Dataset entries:
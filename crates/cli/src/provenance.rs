use anyhow::{Context, Result};
use serde_json::{json, Value};
use std::ffi::OsString;
use std::fs;
use std::panic::Location;
use std::path::{Path, PathBuf};
use std::process::Command;

/// Metadata recorded next to an artifact.
pub struct Payload {
    pub params: Value,
    /// Short facts about the produced artifact (point counts, outcome, …).
    pub summary: Value,
    pub tag: Option<String>,
}

impl Payload {
    pub fn new(params: Value) -> Self {
        Self {
            params,
            summary: Value::Null,
            tag: None,
        }
    }

    pub fn with_summary(mut self, summary: Value) -> Self {
        self.summary = summary;
        self
    }

    pub fn with_tag(mut self, tag: Option<String>) -> Self {
        self.tag = tag;
        self
    }
}

/// Provenance document: code revision, library version, callsite and payload.
#[track_caller]
pub fn document(payload: &Payload, outputs: &[String]) -> Value {
    let callsite = Location::caller();
    json!({
        "code_rev": current_git_rev(),
        "qrml_version": qrml::VERSION,
        "callsite": {
            "file": callsite.file(),
            "line": callsite.line()
        },
        "tag": payload.tag,
        "params": payload.params,
        "summary": payload.summary,
        "outputs": outputs
    })
}

/// Write `<stem>.provenance.json` next to `artifact`.
#[track_caller]
pub fn write_sidecar<P: AsRef<Path>>(artifact: P, payload: Payload) -> Result<PathBuf> {
    let artifact = artifact.as_ref();
    let provenance_path = provenance_path(artifact);
    if let Some(parent) = provenance_path.parent() {
        if !parent.as_os_str().is_empty() {
            fs::create_dir_all(parent)
                .with_context(|| format!("creating provenance dir {}", parent.display()))?;
        }
    }

    let doc = document(&payload, &[artifact.to_string_lossy().into_owned()]);
    fs::write(&provenance_path, serde_json::to_vec_pretty(&doc)?)
        .with_context(|| format!("writing {}", provenance_path.display()))?;
    Ok(provenance_path)
}

fn provenance_path(artifact: &Path) -> PathBuf {
    let mut name = artifact
        .file_stem()
        .map(|s| s.to_os_string())
        .unwrap_or_else(|| OsString::from("artifact"));
    name.push(".provenance.json");
    artifact.with_file_name(name)
}

pub fn current_git_rev() -> String {
    if let Some(from_env) = option_env!("GIT_COMMIT").filter(|s| !s.is_empty()) {
        return from_env.to_string();
    }
    if let Ok(env_override) = std::env::var("GIT_COMMIT") {
        if !env_override.is_empty() {
            return env_override;
        }
    }
    Command::new("git")
        .args(["rev-parse", "HEAD"])
        .output()
        .ok()
        .filter(|output| output.status.success())
        .and_then(|output| String::from_utf8(output.stdout).ok())
        .map(|s| s.trim().to_string())
        .unwrap_or_else(|| "unknown".to_string())
}

#[cfg(test)]
mod tests {
    use super::*;
    use tempfile::tempdir;

    #[test]
    fn provenance_path_rewrites_extension() {
        let base = Path::new("/tmp/output/artifacts.json");
        assert_eq!(
            provenance_path(base),
            Path::new("/tmp/output/artifacts.provenance.json")
        );
    }

    #[test]
    fn write_sidecar_records_params_and_outputs() {
        let dir = tempdir().unwrap();
        let artifact = dir.path().join("run.json");
        fs::write(&artifact, "{}").unwrap();
        let payload = Payload::new(json!({"alpha": 2.0}))
            .with_summary(json!({"pairs": 1}))
            .with_tag(Some("cylinder-sweep".into()));
        let prov_path = write_sidecar(&artifact, payload).unwrap();
        assert_eq!(prov_path, dir.path().join("run.provenance.json"));
        let parsed: Value = serde_json::from_slice(&fs::read(prov_path).unwrap()).unwrap();
        assert_eq!(parsed["outputs"][0], artifact.to_string_lossy().as_ref());
        assert_eq!(parsed["params"]["alpha"], 2.0);
        assert_eq!(parsed["summary"]["pairs"], 1);
        assert_eq!(parsed["tag"], "cylinder-sweep");
        assert_eq!(parsed["qrml_version"], qrml::VERSION);
    }
}
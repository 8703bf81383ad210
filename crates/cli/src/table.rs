//! Point clouds as tables: one row per point, one numeric column per coordinate.

use anyhow::{bail, Context, Result};
use nalgebra::DVector;
use polars::prelude::*;
use qrml::Pointcloud;
use std::fs::File;
use std::path::Path;

/// Read a point cloud from `.csv` (header row required) or `.parquet`.
///
/// Every numeric column is a coordinate, in table order; other columns
/// (labels, ids as strings) are ignored.
pub fn read_cloud(path: &Path) -> Result<Pointcloud> {
    let lf = match path.extension().and_then(|e| e.to_str()) {
        Some("parquet") => LazyFrame::scan_parquet(path, ScanArgsParquet::default())?,
        Some("csv") => LazyCsvReader::new(path)
            .with_has_header(true)
            .with_infer_schema_length(Some(100))
            .finish()?,
        _ => bail!("unsupported input {}: expected .csv or .parquet", path.display()),
    };
    let df = lf
        .collect()
        .with_context(|| format!("reading {}", path.display()))?;

    let mut columns = Vec::new();
    for s in df.get_columns().iter().filter(|s| s.dtype().is_numeric()) {
        let cast = s.cast(&DataType::Float64)?;
        let values: Option<Vec<f64>> = cast.f64()?.into_iter().collect();
        let Some(values) = values else {
            bail!("column {} of {} has missing values", s.name(), path.display());
        };
        columns.push(values);
    }
    if columns.is_empty() {
        bail!("{} has no numeric columns", path.display());
    }
    tracing::debug!(rows = df.height(), dims = columns.len(), "point table read");
    let points = (0..df.height())
        .map(|r| DVector::from_iterator(columns.len(), columns.iter().map(|c| c[r])))
        .collect();
    Ok(Pointcloud::new(points)?)
}

/// Write `cloud` as CSV with columns `x0, x1, …`.
pub fn write_cloud(cloud: &Pointcloud, path: &Path) -> Result<()> {
    let columns: Vec<Series> = (0..cloud.dim())
        .map(|c| {
            let values: Vec<f64> = cloud.points().iter().map(|p| p[c]).collect();
            Series::new(format!("x{c}").as_str().into(), values)
        })
        .collect();
    let mut df = DataFrame::new(columns)?;
    let mut file = File::create(path).with_context(|| format!("creating {}", path.display()))?;
    CsvWriter::new(&mut file)
        .include_header(true)
        .finish(&mut df)
        .with_context(|| format!("writing {}", path.display()))?;
    Ok(())
}
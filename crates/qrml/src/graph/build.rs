//! Proximity graph construction from a point cloud.

use std::collections::BTreeMap;

use nalgebra::DVector;
use petgraph::algo::connected_components;

use crate::cfg::GraphCfg;
use crate::cloud::{Neighbour, Pointcloud};
use crate::error::{QrmlError, Result};
use crate::pca::explained_variance_ratio;

use super::types::ProximityGraph;

/// Build and refine the 1-skeleton of `cloud`.
///
/// Fails with `InsufficientData` for fewer than `k + 1` points and with
/// `DisconnectedGraph` when refinement leaves more than one component.
pub fn build_graph(cloud: &Pointcloud, cfg: GraphCfg) -> Result<ProximityGraph> {
    cfg.validate()?;
    let knn = cloud.k_nearest(cfg.k)?;
    let n = cloud.len();

    let mut adj: Vec<BTreeMap<usize, f64>> = vec![BTreeMap::new(); n];
    let mut safe_dims = Vec::with_capacity(n);
    for (idx, candidates) in knn.iter().enumerate() {
        let visible = visible_neighbours(cloud, idx, candidates);
        let (keep, dims) = safe_prefix(cloud, idx, &visible, cfg);
        for &(j, d) in &visible[..keep] {
            adj[idx].insert(j, d);
            adj[j].insert(idx, d);
        }
        safe_dims.push(dims);
    }
    let graph = ProximityGraph::from_adjacency(
        adj.into_iter().map(|m| m.into_iter().collect()).collect(),
        safe_dims,
    );

    if let Some(vertex) = graph.first_unreachable() {
        let components = connected_components(&graph.to_petgraph());
        tracing::warn!(vertex, components, "refined proximity graph is disconnected");
        return Err(QrmlError::DisconnectedGraph {
            vertex,
            components,
            threshold_var: cfg.threshold_var,
            edge_sen: cfg.edge_sen,
        });
    }
    tracing::debug!(
        points = n,
        edges = graph.edge_count(),
        k = cfg.k,
        "proximity graph built"
    );
    Ok(graph)
}

/// Candidates of `idx` not hidden behind another candidate.
///
/// `y` is hidden when some other candidate `z` sees `idx` and `y` at an
/// obtuse angle, i.e. `(p - z)·(y - z) < 0`. Input order is preserved.
pub fn visible_neighbours(cloud: &Pointcloud, idx: usize, candidates: &[Neighbour]) -> Vec<Neighbour> {
    let p = cloud.point(idx);
    candidates
        .iter()
        .filter(|&&(y, _)| {
            let py = cloud.point(y);
            candidates.iter().all(|&(z, _)| {
                if z == y {
                    return true;
                }
                let pz = cloud.point(z);
                (p - pz).dot(&(py - pz)) >= 0.0
            })
        })
        .copied()
        .collect()
}

/// Length of the safe prefix of `visible` (ascending by distance) and the
/// local dimension recorded after each prefix of length `2..`.
///
/// The prefix is cut before the first neighbour whose inclusion both raises
/// the PCA dimension of the offset vectors and follows a distance jump
/// larger than `edge_sen · mean distance`.
pub fn safe_prefix(
    cloud: &Pointcloud,
    idx: usize,
    visible: &[Neighbour],
    cfg: GraphCfg,
) -> (usize, Vec<usize>) {
    let m = visible.len();
    if m == 0 {
        return (0, Vec::new());
    }
    let p = cloud.point(idx);
    let mean = visible.iter().map(|&(_, d)| d).sum::<f64>() / m as f64;
    let threshold_edge = cfg.edge_sen * mean;
    let offsets: Vec<DVector<f64>> = visible.iter().map(|&(j, _)| cloud.point(j) - p).collect();

    let mut dims = Vec::with_capacity(m.saturating_sub(1));
    let mut prev = 0;
    for j in 2..=m {
        let dim = explained_variance_ratio(&offsets[..j])
            .iter()
            .filter(|&&r| r >= cfg.threshold_var)
            .count();
        dims.push(dim);
        if j > 2 && dim > prev && visible[j - 1].1 - visible[j - 2].1 > threshold_edge {
            return (j - 1, dims);
        }
        prev = dim;
    }
    (m, dims)
}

**THE TASK:** Each line above with the string "crates" should be reported in full.

**WRITTEN RESPONSE:**
filename crates/cli/src/provenance.rs
filename crates/cli/src/table.rs
filename crates/qrml/src/graph/build.rs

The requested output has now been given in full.